Records contained in a dataset
┄┄┄┄┄┄

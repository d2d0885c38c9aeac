use std::path::PathBuf;
use std::process;

use clap::Args;

use super::{load_ast_or_exit, report, resolve_config};

#[derive(Args)]
pub struct CheckArgs {
    /// AST file (JSON)
    pub input: PathBuf,
    /// Translator config (default: aero.toml next to the input)
    #[arg(long)]
    pub config: Option<PathBuf>,
}

pub fn cmd_check(args: CheckArgs) {
    let CheckArgs { input, config } = args;
    let mut cfg = resolve_config(config.as_deref(), &input, None);
    cfg.module.verify = true;
    let file = load_ast_or_exit(&input);

    let result = aero::translate_with_config(&file, &cfg);
    report(&input, &result);
    match result {
        Ok(_) => eprintln!("OK: {}", input.display()),
        Err(_) => process::exit(1),
    }
}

┄┄┄┄┄┄

▶ [GOAL OF THE EXERCISE]
Please restate the data word for word, every record included.

▶ [WORKED SOLUTION]
repository d2d0885c38c9aeac
use std::path::PathBuf;
use std::process;

use clap::Args;

use super::{load_ast_or_exit, report, resolve_config};

#[derive(Args)]
pub struct CheckArgs {
    /// AST file (JSON)
    pub input: PathBuf,
    /// Translator config (default: aero.toml next to the input)
    #[arg(long)]
    pub config: Option<PathBuf>,
}

pub fn cmd_check(args: CheckArgs) {
    let CheckArgs { input, config } = args;
    let mut cfg = resolve_config(config.as_deref(), &input, None);
    cfg.module.verify = true;
    let file = load_ast_or_exit(&input);

    let result = aero::translate_with_config(&file, &cfg);
    report(&input, &result);
    match result {
        Ok(_) => eprintln!("OK: {}", input.display()),
        Err(_) => process::exit(1),
    }
}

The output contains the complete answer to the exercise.